* _What needs to be done_: Below are the records; copy out every line that holds the word "untyped".

* _Saved data entries_:
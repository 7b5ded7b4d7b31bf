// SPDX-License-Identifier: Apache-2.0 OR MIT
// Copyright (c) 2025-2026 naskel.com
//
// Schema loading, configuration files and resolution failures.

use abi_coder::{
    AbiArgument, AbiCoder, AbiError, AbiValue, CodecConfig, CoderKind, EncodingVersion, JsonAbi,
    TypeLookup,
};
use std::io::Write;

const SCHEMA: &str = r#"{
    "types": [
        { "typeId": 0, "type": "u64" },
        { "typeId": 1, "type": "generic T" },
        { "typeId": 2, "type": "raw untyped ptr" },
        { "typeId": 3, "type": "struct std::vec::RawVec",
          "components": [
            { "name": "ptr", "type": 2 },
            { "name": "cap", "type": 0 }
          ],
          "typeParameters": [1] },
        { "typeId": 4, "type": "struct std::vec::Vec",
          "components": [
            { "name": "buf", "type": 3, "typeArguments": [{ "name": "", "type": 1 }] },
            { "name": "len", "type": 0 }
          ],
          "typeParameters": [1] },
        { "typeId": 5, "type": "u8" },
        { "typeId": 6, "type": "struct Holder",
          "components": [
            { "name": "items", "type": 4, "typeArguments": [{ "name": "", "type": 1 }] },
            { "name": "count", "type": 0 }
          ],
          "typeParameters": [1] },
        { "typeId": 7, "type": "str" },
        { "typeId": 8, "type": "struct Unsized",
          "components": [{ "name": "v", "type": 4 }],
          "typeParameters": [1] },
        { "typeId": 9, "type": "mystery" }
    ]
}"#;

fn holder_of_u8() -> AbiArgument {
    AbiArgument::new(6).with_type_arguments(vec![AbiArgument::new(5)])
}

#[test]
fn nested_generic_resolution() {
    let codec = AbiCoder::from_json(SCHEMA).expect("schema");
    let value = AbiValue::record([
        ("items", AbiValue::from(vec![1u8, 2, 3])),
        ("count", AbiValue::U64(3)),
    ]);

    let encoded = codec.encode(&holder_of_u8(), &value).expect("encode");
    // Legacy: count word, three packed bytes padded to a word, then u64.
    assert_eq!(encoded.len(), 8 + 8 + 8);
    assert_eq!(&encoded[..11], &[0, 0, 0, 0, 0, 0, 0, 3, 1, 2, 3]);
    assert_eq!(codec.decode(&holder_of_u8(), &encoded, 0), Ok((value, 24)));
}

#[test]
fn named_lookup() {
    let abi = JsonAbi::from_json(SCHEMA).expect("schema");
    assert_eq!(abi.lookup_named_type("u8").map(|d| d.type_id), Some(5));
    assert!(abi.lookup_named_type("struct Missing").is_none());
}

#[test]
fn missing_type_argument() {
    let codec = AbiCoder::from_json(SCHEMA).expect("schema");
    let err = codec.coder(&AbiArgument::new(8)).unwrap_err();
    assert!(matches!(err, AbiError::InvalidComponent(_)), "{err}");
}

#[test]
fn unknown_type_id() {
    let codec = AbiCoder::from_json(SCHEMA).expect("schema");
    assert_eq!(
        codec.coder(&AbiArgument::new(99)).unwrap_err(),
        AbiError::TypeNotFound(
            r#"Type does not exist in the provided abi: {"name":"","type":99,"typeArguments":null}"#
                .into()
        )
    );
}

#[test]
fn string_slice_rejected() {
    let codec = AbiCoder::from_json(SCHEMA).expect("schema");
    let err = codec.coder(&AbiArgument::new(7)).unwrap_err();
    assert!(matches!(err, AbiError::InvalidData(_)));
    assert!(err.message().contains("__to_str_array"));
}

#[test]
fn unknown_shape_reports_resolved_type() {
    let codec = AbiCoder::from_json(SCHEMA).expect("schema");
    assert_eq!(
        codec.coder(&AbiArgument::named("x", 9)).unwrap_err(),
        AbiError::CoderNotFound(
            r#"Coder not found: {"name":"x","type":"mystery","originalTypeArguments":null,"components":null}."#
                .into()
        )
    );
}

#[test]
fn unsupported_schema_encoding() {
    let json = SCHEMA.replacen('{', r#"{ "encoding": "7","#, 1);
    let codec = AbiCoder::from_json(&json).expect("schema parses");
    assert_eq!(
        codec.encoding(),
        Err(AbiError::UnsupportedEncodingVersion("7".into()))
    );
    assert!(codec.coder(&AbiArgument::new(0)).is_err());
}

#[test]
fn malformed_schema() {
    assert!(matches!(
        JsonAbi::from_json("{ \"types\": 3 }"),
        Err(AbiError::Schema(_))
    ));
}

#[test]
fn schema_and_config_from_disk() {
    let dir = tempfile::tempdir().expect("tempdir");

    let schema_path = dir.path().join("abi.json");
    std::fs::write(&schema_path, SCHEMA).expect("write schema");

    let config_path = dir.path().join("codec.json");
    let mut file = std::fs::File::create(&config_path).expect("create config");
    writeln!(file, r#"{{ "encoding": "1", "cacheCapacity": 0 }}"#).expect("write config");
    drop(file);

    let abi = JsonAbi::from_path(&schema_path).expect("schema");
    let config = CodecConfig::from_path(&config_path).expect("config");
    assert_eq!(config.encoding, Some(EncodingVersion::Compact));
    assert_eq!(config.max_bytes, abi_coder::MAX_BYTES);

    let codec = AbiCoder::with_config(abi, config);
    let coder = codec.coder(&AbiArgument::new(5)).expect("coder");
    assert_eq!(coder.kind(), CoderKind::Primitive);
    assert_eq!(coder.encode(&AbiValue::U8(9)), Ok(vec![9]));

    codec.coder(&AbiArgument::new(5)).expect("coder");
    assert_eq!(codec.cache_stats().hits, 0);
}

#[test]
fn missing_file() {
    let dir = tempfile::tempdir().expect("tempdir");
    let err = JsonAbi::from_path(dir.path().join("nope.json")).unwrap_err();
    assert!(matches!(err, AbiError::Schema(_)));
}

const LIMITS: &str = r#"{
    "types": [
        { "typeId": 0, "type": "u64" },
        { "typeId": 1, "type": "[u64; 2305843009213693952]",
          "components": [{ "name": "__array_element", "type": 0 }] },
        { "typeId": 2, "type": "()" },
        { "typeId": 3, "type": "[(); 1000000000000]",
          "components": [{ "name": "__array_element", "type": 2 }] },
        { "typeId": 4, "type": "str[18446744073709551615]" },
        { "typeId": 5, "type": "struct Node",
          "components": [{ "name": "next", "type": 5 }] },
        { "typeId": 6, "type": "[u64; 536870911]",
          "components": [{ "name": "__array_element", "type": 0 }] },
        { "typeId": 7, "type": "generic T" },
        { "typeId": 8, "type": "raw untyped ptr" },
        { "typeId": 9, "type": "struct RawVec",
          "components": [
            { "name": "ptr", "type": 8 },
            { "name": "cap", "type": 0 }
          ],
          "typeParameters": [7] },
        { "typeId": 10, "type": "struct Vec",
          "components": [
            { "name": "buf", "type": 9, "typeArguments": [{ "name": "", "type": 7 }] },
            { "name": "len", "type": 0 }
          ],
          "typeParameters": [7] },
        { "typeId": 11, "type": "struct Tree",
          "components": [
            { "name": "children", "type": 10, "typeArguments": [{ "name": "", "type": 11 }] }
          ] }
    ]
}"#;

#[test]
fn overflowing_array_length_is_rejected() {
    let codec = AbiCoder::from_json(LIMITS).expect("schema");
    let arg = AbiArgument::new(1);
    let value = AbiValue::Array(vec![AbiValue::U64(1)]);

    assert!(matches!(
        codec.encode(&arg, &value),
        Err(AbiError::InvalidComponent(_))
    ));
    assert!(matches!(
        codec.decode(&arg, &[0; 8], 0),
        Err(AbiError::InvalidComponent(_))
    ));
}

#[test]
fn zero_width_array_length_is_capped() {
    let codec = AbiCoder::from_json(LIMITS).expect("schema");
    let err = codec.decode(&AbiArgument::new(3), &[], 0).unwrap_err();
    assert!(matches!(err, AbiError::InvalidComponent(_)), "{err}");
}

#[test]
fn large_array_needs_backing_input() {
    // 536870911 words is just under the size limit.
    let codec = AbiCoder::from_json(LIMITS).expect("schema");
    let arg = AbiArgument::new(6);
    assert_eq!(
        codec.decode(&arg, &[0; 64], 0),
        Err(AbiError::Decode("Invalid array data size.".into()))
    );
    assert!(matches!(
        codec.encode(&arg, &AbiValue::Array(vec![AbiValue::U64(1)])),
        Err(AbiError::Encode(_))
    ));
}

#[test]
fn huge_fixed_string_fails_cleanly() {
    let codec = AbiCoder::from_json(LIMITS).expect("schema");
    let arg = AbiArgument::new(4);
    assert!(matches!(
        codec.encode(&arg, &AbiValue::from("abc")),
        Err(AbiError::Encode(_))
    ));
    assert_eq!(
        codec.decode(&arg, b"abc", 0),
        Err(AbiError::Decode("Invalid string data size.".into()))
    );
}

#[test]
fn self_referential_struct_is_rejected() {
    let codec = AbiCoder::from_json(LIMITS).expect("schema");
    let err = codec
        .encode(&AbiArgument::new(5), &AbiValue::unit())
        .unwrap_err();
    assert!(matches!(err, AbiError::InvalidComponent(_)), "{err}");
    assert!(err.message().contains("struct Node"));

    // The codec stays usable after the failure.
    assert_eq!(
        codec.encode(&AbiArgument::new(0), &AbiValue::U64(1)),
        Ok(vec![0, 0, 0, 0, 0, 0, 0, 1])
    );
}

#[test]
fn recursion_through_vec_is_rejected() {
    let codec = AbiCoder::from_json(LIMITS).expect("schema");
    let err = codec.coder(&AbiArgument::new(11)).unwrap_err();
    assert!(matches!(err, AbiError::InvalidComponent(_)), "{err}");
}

* _Answer to the exercise_:
        { "typeId": 2, "type": "raw untyped ptr" },
        { "typeId": 8, "type": "raw untyped ptr" },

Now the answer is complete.